▶ _Work task_
Return, from the data that follows, each line that holds the word "size".

*** Opening of Working data ***

//! BuildMart command-line client.
//!
//! Drives the session reconciler and listing view-models against the hosted
//! platform configured in the environment.

mod app;

use std::path::PathBuf;

use clap::{Args, Parser, Subcommand};
use tracing::{debug, error};
use tracing_subscriber::{layer::SubscriberExt, util::SubscriberInitExt};

use common::{AppError, AppResult, DeadlineConfig, PlatformConfig};
use domain::{
    AccountStatus, Category, ListingStatus, MembershipType, NewListing, SignUpRole,
};
use listing_service_lib::{DisplayListing, ListingQuery, UserQuery};
use session_service_lib::{landing_view, SignUpDetails};

use app::App;

#[derive(Parser)]
#[command(name = "buildmart")]
#[command(about = "Construction materials marketplace client", version)]
struct Cli {
    /// Account email; signs in before running the command
    #[arg(long, global = true, env = "BUILDMART_EMAIL")]
    email: Option<String>,

    #[arg(long, global = true, env = "BUILDMART_PASSWORD", hide_env_values = true)]
    password: Option<String>,

    /// Log at debug level regardless of RUST_LOG
    #[arg(short, long, global = true)]
    verbose: bool,

    #[command(flatten)]
    deadlines: DeadlineArgs,

    #[command(subcommand)]
    command: Commands,
}

/// Overrides for the BUILDMART_*_TIMEOUT_MS settings
#[derive(Args)]
struct DeadlineArgs {
    #[arg(long, global = true)]
    profile_fetch_ms: Option<u64>,
    #[arg(long, global = true)]
    auth_ms: Option<u64>,
    #[arg(long, global = true)]
    listing_read_ms: Option<u64>,
    #[arg(long, global = true)]
    listing_write_ms: Option<u64>,
}

impl DeadlineArgs {
    fn resolve(&self) -> DeadlineConfig {
        let mut deadlines = DeadlineConfig::from_env();
        if let Some(ms) = self.profile_fetch_ms {
            deadlines.profile_fetch_ms = ms;
        }
        if let Some(ms) = self.auth_ms {
            deadlines.auth_ms = ms;
        }
        if let Some(ms) = self.listing_read_ms {
            deadlines.listing_read_ms = ms;
        }
        if let Some(ms) = self.listing_write_ms {
            deadlines.listing_write_ms = ms;
        }
        deadlines
    }
}

#[derive(Subcommand)]
enum Commands {
    /// List active listings
    Browse {
        #[arg(long, default_value = "")]
        search: String,
        #[arg(long, default_value = "all")]
        category: String,
        /// Print JSON instead of one line per listing
        #[arg(long)]
        json: bool,
    },
    /// Create an account with --email and --password
    Register {
        #[arg(long, default_value = "")]
        name: String,
        /// seller or buyer
        #[arg(long, default_value = "buyer")]
        role: String,
    },
    /// Show the signed-in profile
    Whoami,
    /// Post a listing
    Post {
        #[arg(long)]
        title: String,
        #[arg(long)]
        description: String,
        #[arg(long)]
        price: f64,
        #[arg(long)]
        category: String,
        #[arg(long)]
        location: String,
        #[arg(long)]
        phone: Option<String>,
        #[arg(long)]
        contact_email: Option<String>,
    },
    /// Seller dashboard
    Seller {
        #[command(subcommand)]
        action: SellerAction,
    },
    /// Admin console
    Admin {
        #[command(subcommand)]
        action: AdminAction,
    },
}

#[derive(Subcommand)]
enum SellerAction {
    /// Own listings and counters
    Listings,
    /// Change the status of an own listing
    Status { id: String, status: String },
    /// Delete an own listing
    Delete { id: String },
    /// Request premium membership with a payment proof
    Premium { file: PathBuf },
}

#[derive(Subcommand)]
enum AdminAction {
    /// Platform statistics
    Stats,
    Users {
        #[arg(long, default_value = "")]
        search: String,
        #[arg(long, default_value = "all")]
        role: String,
        #[arg(long, default_value = "all")]
        status: String,
        #[arg(long, default_value = "all")]
        membership: String,
    },
    Listings {
        #[arg(long, default_value = "")]
        search: String,
        #[arg(long, default_value = "all")]
        category: String,
        #[arg(long, default_value = "all")]
        status: String,
    },
    /// Suspend or reactivate an account
    UserStatus { id: String, status: String },
    /// Set a user's membership tier
    Membership { id: String, tier: String },
    /// Moderate a listing
    AdStatus { id: String, status: String },
    /// Delete any listing
    Delete { id: String },
}

#[tokio::main]
async fn main() {
    // Load environment variables
    dotenvy::dotenv().ok();

    let cli = Cli::parse();

    // Initialize tracing
    let filter = if cli.verbose {
        tracing_subscriber::EnvFilter::new("debug")
    } else {
        tracing_subscriber::EnvFilter::try_from_default_env().unwrap_or_else(|_| "info".into())
    };
    tracing_subscriber::registry()
        .with(filter)
        .with(tracing_subscriber::fmt::layer())
        .init();

    if let Err(e) = run(cli).await {
        error!(code = e.code(), "{}", e);
        eprintln!("{}", e.user_message());
        std::process::exit(1);
    }
}

async fn run(cli: Cli) -> AppResult<()> {
    let platform = PlatformConfig::from_env();
    let app = App::new(&platform, cli.deadlines.resolve())?;

    let _listener = app.session.subscribe(|snapshot| {
        debug!(phase = ?snapshot.phase(), user_id = ?snapshot.user_id(), "Session changed");
    });

    if let Commands::Register { name, role } = &cli.command {
        let email = cli.email.as_deref().unwrap_or_default();
        let password = cli.password.as_deref().unwrap_or_default();
        app.session.initialize().await;
        let outcome = app
            .session
            .sign_up(
                email,
                password,
                SignUpDetails {
                    full_name: name.clone(),
                    role: role.parse::<SignUpRole>()?,
                },
            )
            .await?;

        println!("Account created for {}", outcome.user.email.unwrap_or_default());
        if !outcome.signed_in {
            println!("Check your inbox to confirm the address before signing in.");
        }
        return Ok(());
    }

    let login = match (&cli.email, &cli.password) {
        (Some(email), Some(password)) => Some((email.as_str(), password.as_str())),
        _ => None,
    };
    app.start(login).await?;

    match cli.command {
        Commands::Browse {
            search,
            category,
            json,
        } => {
            let catalog = app.catalog();
            catalog.load().await;

            let query = ListingQuery::from_inputs(&search, &category, "all")?;
            let view = catalog.visible(&query).await;
            if let Some(error) = catalog.snapshot().await.error {
                eprintln!("{}", error);
            }

            if json {
                println!("{}", serde_json::to_string_pretty(&view.items)?);
            } else {
                view.items.iter().for_each(print_listing);
                match view.hint() {
                    Some(hint) => println!("No listings found. {}", hint),
                    None => println!("{} of {} listings", view.count(), view.total),
                }
            }
        }
        Commands::Register { .. } => {}
        Commands::Whoami => {
            let user = app.require_user()?;
            let identity = app.auth_user().await?;
            println!("{} <{}>", user.display_name(), user.email);
            println!("identity: {}", identity.id);
            println!(
                "role: {}  membership: {}  status: {}",
                user.role, user.membership_type, user.status
            );
            println!("landing view: {:?}", landing_view(Some(&user)));
        }
        Commands::Post {
            title,
            description,
            price,
            category,
            location,
            phone,
            contact_email,
        } => {
            let user = app.require_user()?;
            let listing = NewListing {
                title,
                description,
                price,
                category: category.parse::<Category>()?,
                location,
                contact_phone: phone,
                contact_email,
            };
            app.catalog().post(&user, listing).await?;
            println!("Listing posted");
        }
        Commands::Seller { action } => {
            let dashboard = app.seller_dashboard(app.require_user()?);
            dashboard.refresh().await?;

            match action {
                SellerAction::Listings => {
                    let overview = dashboard.snapshot().await.data;
                    for listing in &overview.listings {
                        println!(
                            "{}  [{}]  {}  PKR {:.0}",
                            listing.id, listing.status, listing.title, listing.price
                        );
                    }
                    let stats = overview.stats;
                    println!(
                        "total: {}  active: {}  views: {}  contacts: {}",
                        stats.total_ads, stats.active_ads, stats.total_views, stats.total_contacts
                    );
                }
                SellerAction::Status { id, status } => {
                    dashboard.set_status(&id, status.parse::<ListingStatus>()?).await?;
                    println!("Listing {} updated", id);
                }
                SellerAction::Delete { id } => {
                    dashboard.delete(&id).await?;
                    println!("Listing {} deleted", id);
                }
                SellerAction::Premium { file } => {
                    let size = std::fs::metadata(&file)
                        .map_err(|e| AppError::validation(format!("Cannot read {}: {}", file.display(), e)))?
                        .len();
                    let name = file
                        .file_name()
                        .map(|n| n.to_string_lossy().into_owned())
                        .unwrap_or_default();

                    let request = dashboard.request_premium(&name, size).await?;
                    if request.is_simulated() {
                        println!("Payment proof accepted (simulated). An admin will review your upgrade.");
                    } else {
                        println!("Payment proof submitted. An admin will review your upgrade.");
                    }
                }
            }
        }
        Commands::Admin { action } => {
            let console = app.admin_console(app.require_user()?);
            console.refresh().await?;

            match action {
                AdminAction::Stats => {
                    let stats = console.snapshot().await.data.stats;
                    println!("users: {}  sellers: {}  buyers: {}", stats.total_users, stats.total_sellers, stats.total_buyers);
                    println!("ads: {}  signups today: {}  views today: {}", stats.total_ads, stats.today_signups, stats.today_views);
                }
                AdminAction::Users {
                    search,
                    role,
                    status,
                    membership,
                } => {
                    let query = UserQuery::from_inputs(&search, &role, &status, &membership)?;
                    for user in console.users(&query).await? {
                        println!(
                            "{}  {} <{}>  {}  {}  {}",
                            user.id,
                            user.display_name(),
                            user.email,
                            user.role,
                            user.membership_type,
                            user.status
                        );
                    }
                }
                AdminAction::Listings {
                    search,
                    category,
                    status,
                } => {
                    let query = ListingQuery::from_inputs(&search, &category, &status)?;
                    for listing in console.listings(&query).await? {
                        println!(
                            "{}  [{}]  {}  by {}",
                            listing.id,
                            listing.status,
                            listing.title,
                            listing_service_lib::normalize::seller_name(&listing)
                        );
                    }
                }
                AdminAction::UserStatus { id, status } => {
                    console
                        .set_user_status(&id, status.parse::<AccountStatus>()?)
                        .await?;
                    println!("User {} is now {}", id, status);
                }
                AdminAction::Membership { id, tier } => {
                    console
                        .set_user_membership(&id, tier.parse::<MembershipType>()?)
                        .await?;
                    println!("User {} membership set to {}", id, tier);
                }
                AdminAction::AdStatus { id, status } => {
                    console
                        .set_listing_status(&id, status.parse::<ListingStatus>()?)
                        .await?;
                    println!("Listing {} updated", id);
                }
                AdminAction::Delete { id } => {
                    console.delete_listing(&id).await?;
                    println!("Listing {} deleted", id);
                }
            }
        }
    }

    Ok(())
}

fn print_listing(listing: &DisplayListing) {
    let badge = if listing.is_premium { " ★" } else { "" };
    println!(
        "{} {}{}  PKR {:.0}  {}  {}  ({})",
        listing.glyph, listing.title, badge, listing.price, listing.category, listing.location, listing.seller
    );
}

*** Close of Working data ***

▶ _Response area_
                    let size = std::fs::metadata(&file)
                    let request = dashboard.request_premium(&name, size).await?;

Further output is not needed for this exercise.